Protection of HT22 neuronal cells against glutamate toxicity mediated by the antioxidant activity of Pueraria candollei var. mirifica extracts

Neuronal degeneration is known to be due to oxidative stress acting through a pathway involving the excessive activation of glutamate receptors. We studied the neuroprotection potential of an ethyl acetate-ethanol extract of Pueraria mirifica (P. candollei var. mirifica) root (PM extract). PM extract was evaluated for its antioxidant and neuroprotective activities against glutamate toxicity in mouse hippocampal HT22 neuronal cells. The extract at concentrations of 10 and 50 mu g/ml exhibited considerable antioxidant activity with significant neuroprotection, based on the microscopic observations of cell morphology and the determination of cell viability and cell number.

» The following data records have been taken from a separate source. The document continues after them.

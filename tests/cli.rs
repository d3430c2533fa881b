//! End-to-end tests for the chatlog binary

use std::fs;
use std::path::Path;

use assert_cmd::Command;
use predicates::prelude::*;
use serde_json::Value;
use tempfile::{tempdir, TempDir};

/// Command isolated from any real config: cwd and HOME point at `sandbox`
fn chatlog(sandbox: &Path) -> Command {
    let mut cmd = Command::cargo_bin("chatlog").unwrap();
    cmd.current_dir(sandbox)
        .env("HOME", sandbox)
        .env_remove("CHATLOG_HISTORY_DIR")
        .env_remove("RUST_LOG");
    cmd
}

fn history() -> (TempDir, std::path::PathBuf) {
    let sandbox = tempdir().unwrap();
    let dir = sandbox.path().join("history");
    fs::create_dir(&dir).unwrap();
    (sandbox, dir)
}

fn ls_json(sandbox: &Path, dir: &Path) -> Vec<Value> {
    let output = chatlog(sandbox)
        .arg("--dir")
        .arg(dir)
        .args(["ls", "--json"])
        .output()
        .unwrap();
    assert!(output.status.success());
    serde_json::from_slice(&output.stdout).unwrap()
}

#[test]
fn save_then_list_round_trips() {
    let (sandbox, dir) = history();

    chatlog(sandbox.path())
        .arg("--dir")
        .arg(&dir)
        .args(["save", "What is X?", "# Detail\nX is Y."])
        .assert()
        .success()
        .stdout(predicate::str::contains("_message.md"));

    let records = ls_json(sandbox.path(), &dir);
    assert_eq!(records.len(), 1);
    assert_eq!(records[0]["question"], "What is X?");
    assert_eq!(records[0]["answer"], "## Detail\nX is Y.");
}

#[test]
fn show_prints_the_answer() {
    let (sandbox, dir) = history();
    fs::write(
        dir.join("20240115_143022_123456_message.md"),
        "# Pergunta\n\nWhat is X?\n\n# Resposta\n\nX is Y.\n",
    )
    .unwrap();

    chatlog(sandbox.path())
        .arg("--dir")
        .arg(&dir)
        .args(["show", "20240115_143022_123456_message.md"])
        .assert()
        .success()
        .stdout(predicate::str::contains("X is Y."));

    chatlog(sandbox.path())
        .arg("--dir")
        .arg(&dir)
        .args(["show", "20240115_143022_000000_message.md"])
        .assert()
        .failure()
        .stderr(predicate::str::contains("not found"));
}

#[test]
fn list_ignores_foreign_files_and_orders_newest_first() {
    let (sandbox, dir) = history();
    let doc = "# Pergunta\n\nQ\n\n# Resposta\n\nA\n";
    fs::write(dir.join("20240101_000000_000000_message.md"), doc).unwrap();
    fs::write(dir.join("20240301_000000_000000_message.md"), doc).unwrap();
    fs::write(dir.join("notes.md"), doc).unwrap();
    fs::write(dir.join("20240201_000000_000000_message.txt"), doc).unwrap();

    let records = ls_json(sandbox.path(), &dir);
    let names: Vec<&str> = records
        .iter()
        .map(|r| r["filename"].as_str().unwrap())
        .collect();
    assert_eq!(
        names,
        vec![
            "20240301_000000_000000_message.md",
            "20240101_000000_000000_message.md"
        ]
    );
}

#[test]
fn list_filters_by_day() {
    let (sandbox, dir) = history();
    let doc = "# Pergunta\n\nQ\n\n# Resposta\n\nA\n";
    fs::write(dir.join("20240115_000000_000000_message.md"), doc).unwrap();
    fs::write(dir.join("20240115_235959_999999_message.md"), doc).unwrap();
    fs::write(dir.join("20240116_000000_000000_message.md"), doc).unwrap();

    let output = chatlog(sandbox.path())
        .arg("--dir")
        .arg(&dir)
        .args(["ls", "--json", "--from", "2024-01-15", "--to", "2024-01-15"])
        .output()
        .unwrap();
    assert!(output.status.success());
    let records: Vec<Value> = serde_json::from_slice(&output.stdout).unwrap();
    assert_eq!(records.len(), 2);
}

#[test]
fn save_reads_answer_from_file() {
    let (sandbox, dir) = history();
    let answer = sandbox.path().join("answer.md");
    fs::write(&answer, "From a file.\n").unwrap();

    chatlog(sandbox.path())
        .arg("--dir")
        .arg(&dir)
        .args(["save", "Q?", "--answer-file"])
        .arg(&answer)
        .assert()
        .success();

    let records = ls_json(sandbox.path(), &dir);
    assert_eq!(records[0]["answer"], "From a file.");
}

#[test]
fn save_reads_question_from_file_with_inline_answer() {
    let (sandbox, dir) = history();
    let question = sandbox.path().join("question.md");
    fs::write(&question, "Question from a file?\n").unwrap();

    chatlog(sandbox.path())
        .arg("--dir")
        .arg(&dir)
        .args(["save", "--question-file"])
        .arg(&question)
        .arg("the answer")
        .assert()
        .success()
        .stdout(predicate::str::contains("Turn saved"));

    let records = ls_json(sandbox.path(), &dir);
    assert_eq!(records[0]["question"], "Question from a file?");
    assert_eq!(records[0]["answer"], "the answer");
}

#[test]
fn list_fails_on_missing_directory() {
    let sandbox = tempdir().unwrap();

    chatlog(sandbox.path())
        .arg("--dir")
        .arg(sandbox.path().join("absent"))
        .arg("ls")
        .assert()
        .failure()
        .stderr(predicate::str::contains("unavailable"));
}

#[test]
fn list_rejects_bad_dates() {
    let (sandbox, dir) = history();

    chatlog(sandbox.path())
        .arg("--dir")
        .arg(&dir)
        .args(["ls", "--from", "last tuesday"])
        .assert()
        .failure()
        .stderr(predicate::str::contains("Invalid date"));
}

#[test]
fn init_then_save_uses_local_history() {
    let sandbox = tempdir().unwrap();

    chatlog(sandbox.path())
        .arg("init")
        .assert()
        .success()
        .stdout(predicate::str::contains("✅ Initialized chatlog"));
    assert!(sandbox.path().join(".chatlog/config.toml").is_file());

    chatlog(sandbox.path())
        .args(["save", "Q", "A", "--title", "First"])
        .assert()
        .success();

    let saved = fs::read_dir(sandbox.path().join(".chatlog/history"))
        .unwrap()
        .filter_map(Result::ok)
        .filter(|e| e.file_name().to_string_lossy().ends_with("_message.md"))
        .count();
    assert_eq!(saved, 1);
}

Studies of the possible mechanisms of action indicated that the neuroprotection exerted by PM extract was related to its scavenging activity against H2O2 and related reactive oxygen species. High-performance liquid chromatography (HPLC) and thin-layer chromatography (TLC) analyses showed that the extract contained daidzein and genistein as identified constituents, as well as additional components with antioxidant activity. While daidzein and genistein individually and in combination were observed not to be neuroprotective, we propose that the antioxidant and neuroprotective activities of PM extract are derived from the combined properties of its constituents.